Ciononostante, lo svolgimento di questa professione è riconosciuto solo in maniera parziale dal nostro ordinamento: se da un lato, infatti, esercitare quest’attività non è illegale (sono invece illegali attività collaterali quali lo sfruttamento o il favoreggiamento) dall’altro questa professione non figura tra le attività riconosciute dal punto di vista fiscale e questo genera non pochi problemi.

Ma qual è l’interesse degli italiani nei confronti delle escort?
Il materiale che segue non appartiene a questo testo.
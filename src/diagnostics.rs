//! Error taxonomy for the conformance harness.
//!
//! Two layers of failure exist:
//!
//! - [`AdapterError`] is what a system under test reports back through the
//!   adapter contract (compile failures, unsupported capabilities, broken
//!   process protocol).
//! - [`HarnessError`] is what the harness itself produces. Only
//!   [`HarnessError::Discovery`] and [`HarnessError::Settings`] abort a run;
//!   every other variant is recorded against a single case by the suite runner.
//!
//! Golden mismatches are not errors. They are [`crate::compare::Mismatch`]
//! values carried inside a failed [`crate::report::ComparisonResult`].
//!
//! Use [`err_msg!`](crate::err_msg) for message-only variants:
//!
//! - `err_msg!(Internal, "runner has no suites")`
//! - `err_msg!(Internal, "unknown suite '{}'", name)`

use std::io;
use std::path::PathBuf;
use std::time::Duration;

use miette::Diagnostic;
use thiserror::Error;

/// Type-safe classification of a [`HarnessError`], used in reports.
#[derive(Debug, Clone, Copy, PartialEq, Eq, Hash)]
pub enum ErrorKind {
    /// Fixture directory missing or unreadable
    Discovery,
    /// A single fixture file could not be read
    Fixture,
    /// The system under test rejected the input
    Compile,
    /// Any other adapter failure (protocol, io, unsupported capability)
    Adapter,
    /// The adapter did not complete within the configured budget
    Timeout,
    /// Harness settings could not be loaded
    Settings,
    /// Bugs and invariant violations inside the harness
    Internal,
}

impl ErrorKind {
    pub fn as_str(&self) -> &'static str {
        match self {
            ErrorKind::Discovery => "Discovery",
            ErrorKind::Fixture => "Fixture",
            ErrorKind::Compile => "Compile",
            ErrorKind::Adapter => "Adapter",
            ErrorKind::Timeout => "Timeout",
            ErrorKind::Settings => "Settings",
            ErrorKind::Internal => "Internal",
        }
    }
}

impl std::fmt::Display for ErrorKind {
    fn fmt(&self, f: &mut std::fmt::Formatter<'_>) -> std::fmt::Result {
        write!(f, "{}", self.as_str())
    }
}

/// Failure reported by a system under test.
#[derive(Debug, Error, Diagnostic)]
pub enum AdapterError {
    #[error("compile error: {0}")]
    #[diagnostic(code(stylus_conformance::adapter::compile))]
    Compile(String),

    #[error("unsupported by this adapter: {0}")]
    #[diagnostic(
        code(stylus_conformance::adapter::unsupported),
        help("native functions cannot cross a process boundary; use a builtin or a plugin that defines variables")
    )]
    Unsupported(String),

    #[error("adapter io failure: {0}")]
    #[diagnostic(code(stylus_conformance::adapter::io))]
    Io(#[from] io::Error),

    #[error("malformed adapter response: {0}")]
    #[diagnostic(code(stylus_conformance::adapter::protocol))]
    Protocol(String),

    #[error("adapter call aborted: {0}")]
    #[diagnostic(code(stylus_conformance::adapter::aborted))]
    Aborted(String),
}

/// Unified error type for every harness failure mode.
#[derive(Debug, Error, Diagnostic)]
pub enum HarnessError {
    #[error("cannot discover cases in '{}'", path.display())]
    #[diagnostic(
        code(stylus_conformance::discovery),
        help("check that the fixture root exists and contains the expected suite directories")
    )]
    Discovery {
        path: PathBuf,
        #[source]
        source: io::Error,
    },

    #[error("cannot read fixture '{}'", path.display())]
    #[diagnostic(code(stylus_conformance::fixture))]
    Fixture {
        path: PathBuf,
        #[source]
        source: io::Error,
    },

    #[error(transparent)]
    #[diagnostic(transparent)]
    Adapter(#[from] AdapterError),

    #[error("case '{case}' did not complete within {after:?}")]
    #[diagnostic(
        code(stylus_conformance::timeout),
        help("raise the case timeout or investigate a hung compiler call")
    )]
    Timeout { case: String, after: Duration },

    #[error("invalid settings in '{}': {message}", path.display())]
    #[diagnostic(code(stylus_conformance::settings))]
    Settings { path: PathBuf, message: String },

    #[error("internal error: {message}")]
    #[diagnostic(code(stylus_conformance::internal))]
    Internal { message: String },
}

impl HarnessError {
    /// Returns the classification for this error.
    pub fn kind(&self) -> ErrorKind {
        match self {
            HarnessError::Discovery { .. } => ErrorKind::Discovery,
            HarnessError::Fixture { .. } => ErrorKind::Fixture,
            HarnessError::Adapter(AdapterError::Compile(_)) => ErrorKind::Compile,
            HarnessError::Adapter(_) => ErrorKind::Adapter,
            HarnessError::Timeout { .. } => ErrorKind::Timeout,
            HarnessError::Settings { .. } => ErrorKind::Settings,
            HarnessError::Internal { .. } => ErrorKind::Internal,
        }
    }

    /// True for errors that must abort the whole run rather than one case.
    pub fn is_fatal(&self) -> bool {
        matches!(self.kind(), ErrorKind::Discovery | ErrorKind::Settings)
    }
}

/// Constructs a message-only [`HarnessError`] variant.
#[macro_export]
macro_rules! err_msg {
    ($variant:ident, $msg:expr, $($arg:expr),+ $(,)?) => {
        $crate::HarnessError::$variant {
            message: format!($msg, $($arg),+),
        }
    };
    ($variant:ident, $msg:expr) => {
        $crate::HarnessError::$variant {
            message: format!("{}", $msg),
        }
    };
}
//! Harness settings, loaded from an optional YAML file.
//!
//! ```yaml
//! fixture_root: test
//! suites: [integration, converter, deps, sourcemap, scenarios]
//! case_timeout_ms: 10000
//! sut_command: [node, tools/stylus-adapter.js]
//! extra_ignore:
//!   integration: [regression 1112]
//! ```
//!
//! Every field is optional. Command-line flags override file values.

use std::collections::BTreeMap;
use std::fs;
use std::path::{Path, PathBuf};
use std::time::Duration;

use clap::ValueEnum;
use serde::{Deserialize, Serialize};

use crate::HarnessError;

/// A runnable suite.
#[derive(Debug, Clone, Copy, PartialEq, Eq, Hash, PartialOrd, Ord, Serialize, Deserialize, ValueEnum)]
#[serde(rename_all = "lowercase")]
pub enum SuiteSelector {
    Integration,
    Converter,
    Deps,
    Sourcemap,
    Scenarios,
}

impl SuiteSelector {
    pub const ALL: [SuiteSelector; 5] = [
        SuiteSelector::Integration,
        SuiteSelector::Converter,
        SuiteSelector::Deps,
        SuiteSelector::Sourcemap,
        SuiteSelector::Scenarios,
    ];

    /// Name used in reports.
    pub fn suite_name(&self) -> &'static str {
        match self {
            SuiteSelector::Integration => "integration",
            SuiteSelector::Converter => "converter",
            SuiteSelector::Deps => "dependency resolver",
            SuiteSelector::Sourcemap => "sourcemap",
            SuiteSelector::Scenarios => "JS API",
        }
    }

    /// Key used in settings files and on the command line.
    pub fn key(&self) -> &'static str {
        match self {
            SuiteSelector::Integration => "integration",
            SuiteSelector::Converter => "converter",
            SuiteSelector::Deps => "deps",
            SuiteSelector::Sourcemap => "sourcemap",
            SuiteSelector::Scenarios => "scenarios",
        }
    }
}

fn default_fixture_root() -> PathBuf {
    PathBuf::from("test")
}

fn default_suites() -> Vec<SuiteSelector> {
    SuiteSelector::ALL.to_vec()
}

fn default_use_colors() -> bool {
    atty::is(atty::Stream::Stdout)
}

#[derive(Debug, Clone, PartialEq, Eq, Serialize, Deserialize)]
#[serde(deny_unknown_fields)]
pub struct HarnessSettings {
    #[serde(default = "default_fixture_root")]
    pub fixture_root: PathBuf,
    #[serde(default = "default_suites")]
    pub suites: Vec<SuiteSelector>,
    #[serde(default)]
    pub case_timeout_ms: Option<u64>,
    #[serde(default)]
    pub sut_command: Vec<String>,
    #[serde(default = "default_use_colors")]
    pub use_colors: bool,
    /// Extra ignore entries keyed by suite key.
    #[serde(default)]
    pub extra_ignore: BTreeMap<String, Vec<String>>,
}

impl Default for HarnessSettings {
    fn default() -> Self {
        Self {
            fixture_root: default_fixture_root(),
            suites: default_suites(),
            case_timeout_ms: None,
            sut_command: Vec::new(),
            use_colors: default_use_colors(),
            extra_ignore: BTreeMap::new(),
        }
    }
}

impl HarnessSettings {
    pub fn load(path: &Path) -> Result<Self, HarnessError> {
        let content = fs::read_to_string(path).map_err(|e| HarnessError::Settings {
            path: path.to_path_buf(),
            message: e.to_string(),
        })?;
        Self::from_yaml(&content).map_err(|message| HarnessError::Settings {
            path: path.to_path_buf(),
            message,
        })
    }

    pub fn from_yaml(content: &str) -> Result<Self, String> {
        if content.trim().is_empty() {
            return Ok(Self::default());
        }
        serde_yaml::from_str(content).map_err(|e| e.to_string())
    }

    pub fn case_timeout(&self) -> Option<Duration> {
        self.case_timeout_ms.map(Duration::from_millis)
    }

    pub fn extra_ignore_for(&self, selector: SuiteSelector) -> &[String] {
        self.extra_ignore
            .get(selector.key())
            .map(Vec::as_slice)
            .unwrap_or_default()
    }

    /// Selected suites, deduplicated, in canonical order.
    pub fn selected_suites(&self) -> Vec<SuiteSelector> {
        let mut suites = self.suites.clone();
        suites.sort();
        suites.dedup();
        suites
    }
}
Un parametro molto utile sulla base di cui rispondere a questa domanda è senz’altro quello delle ricerche online, è dunque possibile consultare le statistiche illustrate dallo strumento Google Trends, messo a disposizione proprio dal popolare motore di ricerca.

Effettuando dunque, nello strumento, una “interrogazione” relativa alla parola “escort”, si possono notare delle cifre molto interessanti.

I dati di Google Trends relativi alla chiave di ricerca “escort”

Bisogna premettere, anzitutto, che il fatto che un utente abbia effettuato una ricerca di questo tipo all’interno di Google non implica con certezza il fatto che si sia effettivamente rivolto ad una escort, tuttavia ciò è senz’altro indicativo di un interesse verso tali servizi; chi esegue ricerche di questo tipo, infatti, non può che “atterrare” in portali di annunci di escort come Escortime.love.

Il parametro che Google utilizza per quantificare l’interesse dei navigatori nei confronti di una determinata chiave di ricerca è il cosiddetto “interesse nel tempo”, un valore variabile da 0 a 100 e che dipende, appunto, dalla frequenza di ricerca del termine in questione.

Effettuando un’analisi relativa agli ultimi 5 anni, si può notare come, a livello generale, le ricerche inerenti tale argomento siano sempre state molto elevate.

Dal 2018 al 2020 l’interesse nel tempo per quel che riguarda la parola “escort” è stato sempre consistente, collocandosi prevalentemente nella fascia compresa tra 50 e 75, numeri che fanno riferimento, come detto, all’interesse nel tempo.

Interesse cresciuto stabilmente dopo la pandemia

In corrispondenza del lockdown, in cui gli italiani sono stati chiamati a restare in casa, le ricerche riguardanti le escort sono letteralmente crollate, raggiungendo un interesse nel tempo vicino a 25, per poi riprendersi immediatamente con il venir meno delle restrizioni.

Nel giugno 2020, infatti, le ricerche online sono tornate sui livelli pre-pandemia, e negli anni a venire si sono mantenute stabilmente su livelli ancora superiori: se prima dell’emergenza sanitaria, infatti, l’interesse nel tempo si collocava prettamente nella fascia compresa tra 50 e 75, successivamente la fascia più consueta è stata quella da 75 a 100 e la cifra massima (quella di 100, appunto) è stata raggiunta in più occasioni, soprattutto nell’arco del 2021.

Diverse statistiche hanno confermato come, nella fase post-pandemia, gli italiani abbiano incrementato le loro spese relative a divertimenti ed occasioni conviviali, e i servizi offerti dalle escort sembrano essere stati, secondo Google, assolutamente in linea con questi trend.